NIGEL LAPPIN was noted for displaying a quiet and thoughtful dignity throughout his 279 games as a Brisbane Lion. And on Saturday night he farewelled the club in exactly the same way.

Lappin officially said goodbye to the Lions at the 2008 Club Champion dinner on Saturday night, having recently turned down an invitation from new coach Michael Voss to reconsider retirement.

The Lions and their fans have plenty to thank Lappin for, after his skillful and courageous contributions to the hat-trick of premierships between 2001 and 2003.

But true to his modest personality, Lappin spent much of his speech thanking those who had helped him in his time at the club – from family, to outgoing coach Leigh Matthews, former teammates, assistant coaches, a wide range of support staff and the players who will carry forward the Lions’ fortunes in 2009 and beyond.
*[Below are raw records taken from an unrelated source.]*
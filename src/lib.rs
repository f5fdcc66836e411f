//! Realtime vitals telemetry stream client.
//!
//! The crate is organized by concern:
//! - `stream`: connection lifecycle, handshake, heartbeat, and typed event
//!   dispatch for a push-based vitals stream.
//! - `reconnect`: opt-in reconnection policy layered on lifecycle changes,
//!   plus a shared timeout helper.

/// Reconnection policy and timeout helpers.
pub mod reconnect;
/// Realtime stream client, protocol types, and lifecycle state.
pub mod stream;

pub use stream::client::{StreamClient, StreamClientError, StreamConfig};
pub use stream::dispatch::{LifecycleChange, MetricKind, MetricSample};
pub use stream::state::{ConnectionState, ErrorReason, SessionId};
impl StreamClient {
    /// Creates a client that connects over websockets.
    pub fn new(config: StreamConfig) -> Self {
        Self::with_connector(config, Arc::new(WebSocketConnector))
    }

    /// Creates a client using a custom transport.
    pub fn with_connector(config: StreamConfig, connector: Arc<dyn Connector>) -> Self {
        Self {
            config: Mutex::new(config),
            connector,
            shared: Arc::new(Shared::new()),
            session: Mutex::new(None),
            next_session: AtomicU64::new(1),
        }
    }

    /// Opens a connection with the configured credential.
    ///
    /// Returns immediately; progress is reported through lifecycle observers.
    /// While a connection is already in progress or streaming, its id is
    /// returned and nothing new is opened.
    ///
    /// Must be called from within a Tokio runtime.
    pub fn connect(&self) -> Result<SessionId, StreamClientError> {
        let mut slot = lock(&self.session);
        if self.shared.state().is_active() {
            if let Some(handle) = slot.as_ref() {
                return Ok(handle.id);
            }
        }

        let config = lock(&self.config).clone();
        config.validate()?;

        let id = SessionId(self.next_session.fetch_add(1, Ordering::Relaxed));
        self.shared.begin(id)?;

        let (command_tx, command_rx) = mpsc::unbounded_channel();
        let shared = Arc::clone(&self.shared);
        let connector = Arc::clone(&self.connector);
        tokio::spawn(async move {
            connection_worker(id, config, connector, shared, command_rx).await;
        });

        *slot = Some(SessionHandle {
            id,
            commands: command_tx,
        });
        Ok(id)
    }

    /// Replaces the credential and connects.
    ///
    /// The new credential is used for this and later connections. An active
    /// connection is left as is.
    pub fn connect_with_credential(
        &self,
        credential: SecretString,
    ) -> Result<SessionId, StreamClientError> {
        {
            let mut config = lock(&self.config);
            *config = config.clone().with_credential(credential);
        }
        self.connect()
    }

    /// Closes the connection. Safe to call from any state, any number of times.
    ///
    /// On return the state is [`ConnectionState::Closed`] and no heartbeat
    /// timer is armed. Transport teardown finishes in the background.
    pub fn disconnect(&self) {
        let mut slot = lock(&self.session);
        let handle = slot.take();

        let session = {
            let machine = lock(&self.shared.machine);
            machine.session()
        };
        let Some(session) = session else {
            // Never connected: walk Idle through Closing to Closed.
            let mut machine = lock(&self.shared.machine);
            for input in [Input::Disconnect, Input::TornDown] {
                if let Ok(Some(next)) = machine.plan(&input) {
                    lock(&self.shared.heartbeat).disarm();
                    self.shared.commit(&mut machine, next, &input);
                }
            }
            return;
        };

        self.shared.apply(session, Input::Disconnect);
        if let Some(handle) = handle {
            let _ = handle.commands.send(Command::Shutdown);
        }
        self.shared.apply(session, Input::TornDown);
    }

    /// Registers an observer for every recognised metric sample.
    pub fn on_sample<F>(&self, observer: F)
    where
        F: FnMut(MetricSample) + Send + 'static,
    {
        self.shared.dispatcher.on_sample(observer);
    }

    /// Registers an observer for one metric kind.
    pub fn on_metric<F>(&self, kind: MetricKind, observer: F)
    where
        F: FnMut(MetricSample) + Send + 'static,
    {
        self.shared.dispatcher.on_metric(kind, observer);
    }

    /// Registers an observer for connection state changes.
    pub fn on_lifecycle_change<F>(&self, observer: F)
    where
        F: FnMut(LifecycleChange) + Send + 'static,
    {
        self.shared.dispatcher.on_lifecycle_change(observer);
    }

    pub fn current_state(&self) -> ConnectionState {
        self.shared.state()
    }

    /// True while the connection is streaming.
    pub fn is_connected(&self) -> bool {
        self.current_state() == ConnectionState::Streaming
    }

    /// Most recent sample received on any connection of this client.
    pub fn latest_sample(&self) -> Option<MetricSample> {
        self.shared.sample_tx.borrow().clone()
    }

    pub fn watch_state(&self) -> watch::Receiver<ConnectionState> {
        self.shared.state_tx.subscribe()
    }

    pub fn watch_sample(&self) -> watch::Receiver<Option<MetricSample>> {
        self.shared.sample_tx.subscribe()
    }

    /// Interval announced by the server for the current connection.
    pub fn heartbeat_interval(&self) -> Option<Duration> {
        lock(&self.shared.machine).heartbeat_interval()
    }

    /// True while a keep-alive timer is armed.
    pub fn heartbeat_armed(&self) -> bool {
        lock(&self.shared.heartbeat).is_armed()
    }

    /// Id of the most recent connection, if any was opened.
    pub fn session_id(&self) -> Option<SessionId> {
        lock(&self.shared.machine).session()
    }
}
“There are a lot of great people involved in footy clubs. Often, not a lot gets said about those people but they are so important,” Lappin said.

“To my teammates, you’ve all given me something and shared with me a lot of your experiences. I will take away a piece of you guys and hopefully you guys do the same with me.
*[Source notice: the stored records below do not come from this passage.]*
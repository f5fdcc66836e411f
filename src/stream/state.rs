//! Connection lifecycle states and the transition table that drives them.

use std::fmt;
use std::time::Duration;

use thiserror::Error;

/// Identifies one connection attempt made by a client.
///
/// Ids increase monotonically per client, so inputs produced by a worker
/// belonging to an earlier connection can be recognised and ignored.
#[derive(Clone, Copy, Debug, Eq, PartialEq, Hash, Ord, PartialOrd)]
pub struct SessionId(pub u64);

impl fmt::Display for SessionId {
    fn fmt(&self, f: &mut fmt::Formatter<'_>) -> fmt::Result {
        write!(f, "{}", self.0)
    }
}

/// Why a connection ended in [`ConnectionState::Errored`].
#[derive(Clone, Debug, Eq, PartialEq)]
pub enum ErrorReason {
    /// The underlying link failed.
    Transport(String),
    /// The server refused the credential, optionally with its close reason.
    AuthRejected(Option<String>),
    /// The handshake did not complete within the configured grace period.
    HandshakeTimeout,
    /// The server announced an unusable heartbeat interval.
    Configuration(String),
}

impl ErrorReason {
    /// Failures an external reconnect policy may reasonably retry.
    pub fn is_transient(&self) -> bool {
        matches!(self, ErrorReason::Transport(_) | ErrorReason::HandshakeTimeout)
    }
}

impl fmt::Display for ErrorReason {
    fn fmt(&self, f: &mut fmt::Formatter<'_>) -> fmt::Result {
        match self {
            ErrorReason::Transport(detail) => write!(f, "transport error: {detail}"),
            ErrorReason::AuthRejected(Some(reason)) => write!(f, "auth rejected: {reason}"),
            ErrorReason::AuthRejected(None) => write!(f, "auth rejected"),
            ErrorReason::HandshakeTimeout => write!(f, "handshake timed out"),
            ErrorReason::Configuration(detail) => write!(f, "configuration error: {detail}"),
        }
    }
}

/// Lifecycle state of the stream connection.
#[derive(Clone, Debug, Default, Eq, PartialEq)]
pub enum ConnectionState {
    #[default]
    Idle,
    Connecting,
    AwaitingHeartbeatDirective,
    Authenticating,
    Streaming,
    Closing,
    Closed,
    Errored(ErrorReason),
}

impl ConnectionState {
    /// True while a worker owns a live or pending transport.
    pub fn is_active(&self) -> bool {
        matches!(
            self,
            ConnectionState::Connecting
                | ConnectionState::AwaitingHeartbeatDirective
                | ConnectionState::Authenticating
                | ConnectionState::Streaming
        )
    }

    pub fn is_terminal(&self) -> bool {
        matches!(self, ConnectionState::Closed | ConnectionState::Errored(_))
    }

    /// True once the server has announced the heartbeat cadence.
    pub fn heartbeat_allowed(&self) -> bool {
        matches!(
            self,
            ConnectionState::Authenticating | ConnectionState::Streaming
        )
    }

    /// Computes the state reached by applying `input`.
    ///
    /// `Ok(None)` means the input is accepted without a state change.
    pub fn next(&self, input: &Input) -> Result<Option<ConnectionState>, IllegalTransition> {
        use ConnectionState as S;

        let next = match (self, input) {
            (S::Idle | S::Closed | S::Errored(_), Input::Connect) => S::Connecting,
            (S::Connecting, Input::TransportOpened) => S::AwaitingHeartbeatDirective,
            (S::AwaitingHeartbeatDirective, Input::HeartbeatDirective { .. }) => S::Authenticating,
            (S::Authenticating, Input::AuthAccepted) => S::Streaming,
            (S::Authenticating, Input::AuthRejected(reason)) => {
                S::Errored(ErrorReason::AuthRejected(reason.clone()))
            }
            (S::Streaming, Input::Event { .. }) => return Ok(None),
            (S::Authenticating, Input::TransportClosed(Some(reason))) => {
                S::Errored(ErrorReason::AuthRejected(Some(reason.clone())))
            }
            // No close frame: the link dropped, the server refused nothing.
            (S::Authenticating, Input::TransportClosed(None)) => S::Errored(
                ErrorReason::Transport("link dropped during authentication".to_string()),
            ),
            (
                S::Connecting | S::AwaitingHeartbeatDirective | S::Streaming,
                Input::TransportClosed(_),
            ) => S::Closing,
            (S::Closing | S::Closed, Input::Disconnect) => return Ok(None),
            (_, Input::Disconnect) => S::Closing,
            (S::Closing, Input::TornDown) => S::Closed,
            (state, Input::Fail(reason)) if state.is_active() => S::Errored(reason.clone()),
            (state, input) => {
                return Err(IllegalTransition {
                    from: state.clone(),
                    input: input.name(),
                })
            }
        };
        Ok(Some(next))
    }
}

impl fmt::Display for ConnectionState {
    fn fmt(&self, f: &mut fmt::Formatter<'_>) -> fmt::Result {
        match self {
            ConnectionState::Idle => f.write_str("idle"),
            ConnectionState::Connecting => f.write_str("connecting"),
            ConnectionState::AwaitingHeartbeatDirective => {
                f.write_str("awaiting_heartbeat_directive")
            }
            ConnectionState::Authenticating => f.write_str("authenticating"),
            ConnectionState::Streaming => f.write_str("streaming"),
            ConnectionState::Closing => f.write_str("closing"),
            ConnectionState::Closed => f.write_str("closed"),
            ConnectionState::Errored(reason) => write!(f, "errored ({reason})"),
        }
    }
}

/// Signals accepted by the state machine.
#[derive(Clone, Debug, PartialEq)]
pub enum Input {
    Connect,
    TransportOpened,
    HeartbeatDirective { interval_ms: i64 },
    AuthAccepted,
    AuthRejected(Option<String>),
    Event { seq: Option<u64> },
    TransportClosed(Option<String>),
    Disconnect,
    TornDown,
    Fail(ErrorReason),
}

impl Input {
    pub fn name(&self) -> &'static str {
        match self {
            Input::Connect => "connect",
            Input::TransportOpened => "transport_opened",
            Input::HeartbeatDirective { .. } => "heartbeat_directive",
            Input::AuthAccepted => "auth_accepted",
            Input::AuthRejected(_) => "auth_rejected",
            Input::Event { .. } => "event",
            Input::TransportClosed(_) => "transport_closed",
            Input::Disconnect => "disconnect",
            Input::TornDown => "torn_down",
            Input::Fail(_) => "fail",
        }
    }
}

/// An input that the current state does not accept.
#[derive(Clone, Debug, Error, Eq, PartialEq)]
#[error("illegal transition: `{input}` in state {from}")]
pub struct IllegalTransition {
    pub from: ConnectionState,
    pub input: &'static str,
}

/// Per-client connection record: current state plus negotiated parameters.
#[derive(Debug, Default)]
pub struct ConnectionMachine {
    state: ConnectionState,
    session: Option<SessionId>,
    heartbeat_interval: Option<Duration>,
    last_seq: Option<u64>,
}

/// Outcome of a sequence number check.
#[derive(Clone, Copy, Debug, Eq, PartialEq)]
pub enum SequenceCheck {
    InOrder,
    Gap { expected: u64, received: u64 },
    Untracked,
}

impl ConnectionMachine {
    pub fn state(&self) -> &ConnectionState {
        &self.state
    }

    pub fn session(&self) -> Option<SessionId> {
        self.session
    }

    pub fn heartbeat_interval(&self) -> Option<Duration> {
        self.heartbeat_interval
    }

    pub fn last_seq(&self) -> Option<u64> {
        self.last_seq
    }

    /// True when `session` identifies the connection currently tracked.
    pub fn is_current(&self, session: SessionId) -> bool {
        self.session == Some(session)
    }

    /// Resolves `input` against the transition table without committing.
    pub fn plan(&self, input: &Input) -> Result<Option<ConnectionState>, IllegalTransition> {
        self.state.next(input)
    }

    /// Commits a planned state, updating negotiated parameters.
    ///
    /// Returns the previous state.
    pub fn commit(&mut self, next: ConnectionState, input: &Input) -> ConnectionState {
        match input {
            Input::HeartbeatDirective { interval_ms } if *interval_ms > 0 => {
                self.heartbeat_interval = Some(Duration::from_millis(*interval_ms as u64));
            }
            _ => {}
        }
        std::mem::replace(&mut self.state, next)
    }

    /// Starts tracking a new connection generation.
    pub fn begin(&mut self, session: SessionId) {
        self.session = Some(session);
        self.heartbeat_interval = None;
        self.last_seq = None;
    }

    /// Records an inbound sequence number.
    pub fn observe_seq(&mut self, seq: Option<u64>) -> SequenceCheck {
        let Some(received) = seq else {
            return SequenceCheck::Untracked;
        };
        let check = match self.last_seq {
            Some(last) if received > last.saturating_add(1) => SequenceCheck::Gap {
                expected: last + 1,
                received,
            },
            _ => SequenceCheck::InOrder,
        };
        self.last_seq = Some(received);
        check
    }
}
“You’ve been a great support and not only have I loved playing with you but loved watching you play footy as well – there are some great footballers among you.

“I wish all the boys all the best, I know you’ll do well next year.”
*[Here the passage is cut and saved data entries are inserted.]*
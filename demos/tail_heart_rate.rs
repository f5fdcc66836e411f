use std::error::Error;
use std::sync::Arc;

use secrecy::SecretString;
use tokio::sync::mpsc;
use tracing_subscriber::EnvFilter;
use vitals_stream::reconnect::{spawn_reconnector, ReconnectPolicy};
use vitals_stream::{ConnectionState, MetricKind, StreamClient, StreamConfig};

const SAMPLES_TO_PRINT: usize = 20;

fn main() -> Result<(), Box<dyn Error>> {
    tracing_subscriber::fmt()
        .with_env_filter(
            EnvFilter::try_from_default_env().unwrap_or_else(|_| EnvFilter::new("info")),
        )
        .init();

    let token = std::env::var("VITALS_STREAM_TOKEN")
        .unwrap_or_else(|_| "REPLACE_WITH_STREAM_TOKEN".to_string());

    let runtime = tokio::runtime::Builder::new_current_thread()
        .enable_all()
        .build()?;

    runtime.block_on(async {
        let client = Arc::new(StreamClient::new(StreamConfig::new(SecretString::new(
            token,
        ))));

        let (bpm_tx, mut bpm_rx) = mpsc::unbounded_channel();
        client.on_metric(MetricKind::HeartRate, move |sample| {
            let _ = bpm_tx.send(sample);
        });
        client.on_lifecycle_change(|change| {
            println!("state {} -> {}", change.previous, change.current);
        });

        let reconnector = spawn_reconnector(&client, ReconnectPolicy::default());
        let session = client.connect()?;
        println!("connecting session={session}");

        let mut states = client.watch_state();
        let mut printed = 0;
        while printed < SAMPLES_TO_PRINT {
            tokio::select! {
                sample = bpm_rx.recv() => {
                    let Some(sample) = sample else { break };
                    println!("heart_rate={} seq={:?}", sample.value, sample.seq);
                    printed += 1;
                }
                changed = states.changed() => {
                    if changed.is_err() {
                        break;
                    }
                    let state = states.borrow_and_update().clone();
                    if let ConnectionState::Errored(reason) = &state {
                        if !reason.is_transient() {
                            println!("giving up: {reason}");
                            break;
                        }
                    }
                }
            }
        }

        reconnector.abort();
        client.disconnect();
        Ok::<(), Box<dyn Error>>(())
    })
}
In just a few minutes on stage, Lappin managed to encapsulate many of the important milestones of his life and career.

Notable mentions included meeting his wife Claire as teenagers, getting drafted by the-then Bears as a 17-year-old (leaving behind anxious parents in Chiltern), obtaining his driver’s license and opening a bank account for the first time, become a father to four young daughters and finding on-field success with the Lions after some tough early years.

After 15 seasons at the club, the 32-year-old gave the impression he had done much of his growing up at the Gabba.

“I came here as a skinny 17-year-old kid with a mullet. I think Robert Walls called me a bushie and I pretty much was,” Lappin said.

“The mullet has come back a few times but I’m not a shy kid any more. I’ve always believed in my ability and I’ve had a great time at the footy club.

“I’ve been really proud to have been a part of the success of the Brisbane Lions and make some sort of contribution to that.”

Lappin’s contribution was not missed by any of the other speakers on the night, with Merrett-Murray medalist Jonathan Brown summing up the high regard in which he will always be held.

“Nige has been a great mate – I tried to talk him out of retirement but obviously I couldn’t quite get him over the line,” Brown said.

“I still remember the 2003 finals series where he got cleaned up and broke his ribs. I’ll never forget the fitness test he did the night before the grand final at the Albert Oval, where I think Aaron Shattock had to tackle him and run through him a few times and test out his ribcage.

“One of the things people forget was that Nige was actually one of our best players on the day with busted ribs and a punctured lung.”